(Stored data)
-*-*-
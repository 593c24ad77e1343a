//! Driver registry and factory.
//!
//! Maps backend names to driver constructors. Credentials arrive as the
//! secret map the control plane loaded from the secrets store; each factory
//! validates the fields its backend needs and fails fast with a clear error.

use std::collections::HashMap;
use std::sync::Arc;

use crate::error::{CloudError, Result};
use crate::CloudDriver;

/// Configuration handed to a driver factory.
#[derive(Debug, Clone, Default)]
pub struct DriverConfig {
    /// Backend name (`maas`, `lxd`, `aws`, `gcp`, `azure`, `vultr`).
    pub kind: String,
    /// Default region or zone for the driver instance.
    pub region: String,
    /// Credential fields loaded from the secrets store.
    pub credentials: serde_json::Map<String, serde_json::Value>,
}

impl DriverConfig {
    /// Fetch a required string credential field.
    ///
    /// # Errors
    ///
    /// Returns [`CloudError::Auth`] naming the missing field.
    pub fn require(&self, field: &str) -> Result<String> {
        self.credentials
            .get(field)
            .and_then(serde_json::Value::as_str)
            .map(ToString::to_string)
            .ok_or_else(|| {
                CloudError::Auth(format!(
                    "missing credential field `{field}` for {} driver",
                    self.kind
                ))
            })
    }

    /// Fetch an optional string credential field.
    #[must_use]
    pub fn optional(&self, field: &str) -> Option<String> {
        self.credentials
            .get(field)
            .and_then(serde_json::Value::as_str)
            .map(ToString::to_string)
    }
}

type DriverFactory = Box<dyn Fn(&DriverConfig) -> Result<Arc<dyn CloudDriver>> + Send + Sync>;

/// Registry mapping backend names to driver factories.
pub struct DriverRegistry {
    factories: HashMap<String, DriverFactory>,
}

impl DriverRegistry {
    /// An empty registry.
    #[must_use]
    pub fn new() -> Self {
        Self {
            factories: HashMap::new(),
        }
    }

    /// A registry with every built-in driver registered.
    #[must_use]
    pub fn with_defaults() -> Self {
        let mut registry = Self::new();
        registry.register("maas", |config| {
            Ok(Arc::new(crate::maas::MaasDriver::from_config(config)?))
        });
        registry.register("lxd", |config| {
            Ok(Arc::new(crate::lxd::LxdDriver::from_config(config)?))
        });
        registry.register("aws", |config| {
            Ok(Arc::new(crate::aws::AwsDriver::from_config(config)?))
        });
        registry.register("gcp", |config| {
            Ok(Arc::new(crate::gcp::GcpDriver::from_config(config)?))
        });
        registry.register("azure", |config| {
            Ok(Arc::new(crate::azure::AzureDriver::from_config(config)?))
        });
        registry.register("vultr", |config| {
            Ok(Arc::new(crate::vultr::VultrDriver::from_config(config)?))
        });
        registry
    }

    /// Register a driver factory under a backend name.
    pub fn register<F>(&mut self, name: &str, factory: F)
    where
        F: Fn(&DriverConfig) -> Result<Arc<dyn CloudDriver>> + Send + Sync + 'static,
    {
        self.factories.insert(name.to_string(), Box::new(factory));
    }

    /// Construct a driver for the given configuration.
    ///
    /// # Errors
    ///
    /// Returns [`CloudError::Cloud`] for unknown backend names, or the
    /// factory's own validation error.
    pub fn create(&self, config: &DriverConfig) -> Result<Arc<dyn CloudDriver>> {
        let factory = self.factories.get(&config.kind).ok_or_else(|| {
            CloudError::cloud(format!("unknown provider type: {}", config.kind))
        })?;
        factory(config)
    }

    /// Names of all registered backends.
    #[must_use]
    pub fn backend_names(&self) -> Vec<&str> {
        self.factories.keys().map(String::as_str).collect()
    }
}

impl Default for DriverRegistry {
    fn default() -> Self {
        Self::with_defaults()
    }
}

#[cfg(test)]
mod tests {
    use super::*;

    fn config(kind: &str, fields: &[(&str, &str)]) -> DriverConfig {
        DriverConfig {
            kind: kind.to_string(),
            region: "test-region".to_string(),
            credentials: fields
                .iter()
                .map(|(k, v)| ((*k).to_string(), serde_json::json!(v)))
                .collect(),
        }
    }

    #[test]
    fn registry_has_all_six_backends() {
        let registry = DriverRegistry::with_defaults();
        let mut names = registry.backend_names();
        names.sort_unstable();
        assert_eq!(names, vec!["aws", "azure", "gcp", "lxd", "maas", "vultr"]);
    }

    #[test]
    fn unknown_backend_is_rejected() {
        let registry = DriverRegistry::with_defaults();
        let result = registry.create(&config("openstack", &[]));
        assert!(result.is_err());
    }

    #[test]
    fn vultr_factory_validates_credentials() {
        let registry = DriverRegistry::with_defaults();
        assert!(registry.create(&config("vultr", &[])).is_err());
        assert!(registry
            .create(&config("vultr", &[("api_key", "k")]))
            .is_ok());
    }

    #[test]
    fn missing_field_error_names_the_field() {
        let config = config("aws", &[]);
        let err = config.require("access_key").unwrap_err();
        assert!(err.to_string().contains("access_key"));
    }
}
-*-*-
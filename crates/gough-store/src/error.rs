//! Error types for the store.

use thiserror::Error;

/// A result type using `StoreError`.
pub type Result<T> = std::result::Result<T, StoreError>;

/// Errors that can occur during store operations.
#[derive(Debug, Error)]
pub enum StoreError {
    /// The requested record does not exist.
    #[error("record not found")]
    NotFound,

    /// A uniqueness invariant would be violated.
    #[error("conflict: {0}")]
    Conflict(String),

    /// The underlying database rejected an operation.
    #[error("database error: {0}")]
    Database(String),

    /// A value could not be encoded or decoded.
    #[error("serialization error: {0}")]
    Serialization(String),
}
-*-*-
WHAT THE EXERCISE ASKS — Lines containing the word "Fetch" in the entries above should be counted, and only that number given.

YOUR RESPONSE — 2